▶ [PROBLEM DESCRIPTION]: When a line of the listing below has the string "required" in it, copy that line.

▶ [DATA EXCERPTS]:
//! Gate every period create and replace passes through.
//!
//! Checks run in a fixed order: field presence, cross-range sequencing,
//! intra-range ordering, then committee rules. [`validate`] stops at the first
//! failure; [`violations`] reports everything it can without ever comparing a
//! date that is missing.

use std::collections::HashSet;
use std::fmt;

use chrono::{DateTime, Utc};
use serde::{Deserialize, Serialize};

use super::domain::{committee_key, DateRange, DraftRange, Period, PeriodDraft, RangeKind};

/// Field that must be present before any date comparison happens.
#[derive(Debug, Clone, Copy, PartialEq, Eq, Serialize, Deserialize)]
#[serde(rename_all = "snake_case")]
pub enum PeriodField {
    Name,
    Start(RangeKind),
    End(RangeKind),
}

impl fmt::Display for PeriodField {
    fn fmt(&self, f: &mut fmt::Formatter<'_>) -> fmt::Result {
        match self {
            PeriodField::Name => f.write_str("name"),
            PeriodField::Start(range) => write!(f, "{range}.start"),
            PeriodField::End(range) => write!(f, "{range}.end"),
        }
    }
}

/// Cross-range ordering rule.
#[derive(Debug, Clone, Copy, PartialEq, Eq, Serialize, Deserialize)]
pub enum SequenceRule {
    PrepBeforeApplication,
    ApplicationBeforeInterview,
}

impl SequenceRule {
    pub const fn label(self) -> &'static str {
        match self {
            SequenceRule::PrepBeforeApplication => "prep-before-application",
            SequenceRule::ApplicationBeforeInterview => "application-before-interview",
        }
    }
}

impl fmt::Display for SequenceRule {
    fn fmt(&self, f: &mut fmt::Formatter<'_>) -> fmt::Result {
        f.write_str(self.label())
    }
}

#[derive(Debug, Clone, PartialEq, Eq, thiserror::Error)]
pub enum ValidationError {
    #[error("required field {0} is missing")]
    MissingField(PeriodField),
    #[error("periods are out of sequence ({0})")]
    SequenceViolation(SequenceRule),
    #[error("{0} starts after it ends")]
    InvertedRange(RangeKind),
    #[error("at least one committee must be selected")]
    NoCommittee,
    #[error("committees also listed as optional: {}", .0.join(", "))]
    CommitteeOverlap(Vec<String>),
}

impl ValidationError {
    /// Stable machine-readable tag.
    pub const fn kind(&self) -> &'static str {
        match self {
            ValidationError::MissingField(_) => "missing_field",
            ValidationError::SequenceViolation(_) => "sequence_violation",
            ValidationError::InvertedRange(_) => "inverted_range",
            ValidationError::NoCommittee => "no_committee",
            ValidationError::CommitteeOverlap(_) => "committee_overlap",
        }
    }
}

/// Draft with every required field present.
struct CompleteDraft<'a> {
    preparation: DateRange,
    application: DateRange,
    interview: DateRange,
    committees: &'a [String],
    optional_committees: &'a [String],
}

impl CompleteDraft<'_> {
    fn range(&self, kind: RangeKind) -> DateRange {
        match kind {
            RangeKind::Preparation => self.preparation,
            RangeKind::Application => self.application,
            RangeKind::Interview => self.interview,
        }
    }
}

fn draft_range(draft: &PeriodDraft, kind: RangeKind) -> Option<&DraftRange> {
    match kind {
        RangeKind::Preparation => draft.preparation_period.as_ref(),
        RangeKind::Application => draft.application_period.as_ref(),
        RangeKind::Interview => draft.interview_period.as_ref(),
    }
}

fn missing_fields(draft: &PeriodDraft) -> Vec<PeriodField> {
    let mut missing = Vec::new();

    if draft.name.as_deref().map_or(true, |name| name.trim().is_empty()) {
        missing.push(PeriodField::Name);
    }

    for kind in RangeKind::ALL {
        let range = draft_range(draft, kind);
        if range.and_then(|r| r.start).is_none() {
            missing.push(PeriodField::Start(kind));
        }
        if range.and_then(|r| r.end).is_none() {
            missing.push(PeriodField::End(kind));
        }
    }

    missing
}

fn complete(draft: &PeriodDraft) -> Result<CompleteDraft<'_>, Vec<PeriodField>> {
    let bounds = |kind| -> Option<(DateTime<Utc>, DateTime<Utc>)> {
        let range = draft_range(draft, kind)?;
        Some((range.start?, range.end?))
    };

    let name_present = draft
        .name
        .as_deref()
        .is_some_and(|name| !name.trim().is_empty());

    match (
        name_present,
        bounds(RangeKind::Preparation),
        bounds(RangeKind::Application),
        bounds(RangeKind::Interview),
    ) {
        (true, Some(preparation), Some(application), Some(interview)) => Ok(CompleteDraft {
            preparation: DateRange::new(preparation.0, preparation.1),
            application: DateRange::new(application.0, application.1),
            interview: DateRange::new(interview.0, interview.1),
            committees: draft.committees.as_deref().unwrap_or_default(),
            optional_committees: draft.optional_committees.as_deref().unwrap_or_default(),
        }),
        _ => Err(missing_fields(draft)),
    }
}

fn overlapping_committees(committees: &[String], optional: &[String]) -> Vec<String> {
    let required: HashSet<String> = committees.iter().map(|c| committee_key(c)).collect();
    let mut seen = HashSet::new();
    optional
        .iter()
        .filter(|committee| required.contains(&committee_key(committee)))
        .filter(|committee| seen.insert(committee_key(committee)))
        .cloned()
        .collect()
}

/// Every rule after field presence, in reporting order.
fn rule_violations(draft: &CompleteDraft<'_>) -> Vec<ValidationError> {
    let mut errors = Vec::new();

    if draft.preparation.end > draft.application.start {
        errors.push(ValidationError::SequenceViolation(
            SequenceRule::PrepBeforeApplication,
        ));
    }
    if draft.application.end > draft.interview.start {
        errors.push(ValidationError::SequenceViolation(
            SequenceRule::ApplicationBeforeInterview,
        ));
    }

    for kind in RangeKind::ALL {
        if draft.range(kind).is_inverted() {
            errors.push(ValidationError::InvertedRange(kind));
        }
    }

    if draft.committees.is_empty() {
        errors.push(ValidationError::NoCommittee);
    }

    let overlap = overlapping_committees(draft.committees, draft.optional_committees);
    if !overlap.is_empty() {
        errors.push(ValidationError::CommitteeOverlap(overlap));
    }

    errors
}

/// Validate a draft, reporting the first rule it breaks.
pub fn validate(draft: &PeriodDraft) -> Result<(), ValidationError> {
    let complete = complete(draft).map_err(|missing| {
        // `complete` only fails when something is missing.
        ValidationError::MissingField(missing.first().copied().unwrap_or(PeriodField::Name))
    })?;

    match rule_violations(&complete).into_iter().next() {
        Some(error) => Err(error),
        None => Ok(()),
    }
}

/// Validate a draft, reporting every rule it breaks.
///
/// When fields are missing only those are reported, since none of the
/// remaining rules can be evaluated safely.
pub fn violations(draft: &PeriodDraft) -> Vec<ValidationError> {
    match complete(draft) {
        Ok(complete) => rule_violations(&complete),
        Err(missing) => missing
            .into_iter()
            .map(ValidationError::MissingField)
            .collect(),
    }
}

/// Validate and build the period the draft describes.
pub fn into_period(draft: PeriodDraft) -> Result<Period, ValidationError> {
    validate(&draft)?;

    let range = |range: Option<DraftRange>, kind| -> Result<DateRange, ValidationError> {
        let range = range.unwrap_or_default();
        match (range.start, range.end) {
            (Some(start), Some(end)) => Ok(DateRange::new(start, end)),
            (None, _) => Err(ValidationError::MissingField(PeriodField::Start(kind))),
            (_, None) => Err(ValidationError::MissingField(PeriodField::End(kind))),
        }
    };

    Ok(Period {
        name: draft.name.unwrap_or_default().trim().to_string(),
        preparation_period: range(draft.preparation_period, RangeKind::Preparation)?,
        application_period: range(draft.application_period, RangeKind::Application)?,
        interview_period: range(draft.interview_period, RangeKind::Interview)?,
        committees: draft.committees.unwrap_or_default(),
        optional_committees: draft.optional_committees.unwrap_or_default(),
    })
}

▶ [TASK RESPONSE]:
    #[error("required field {0} is missing")]
/// Draft with every required field present.
    let required: HashSet<String> = committees.iter().map(|c| committee_key(c)).collect();
        .filter(|committee| required.contains(&committee_key(committee)))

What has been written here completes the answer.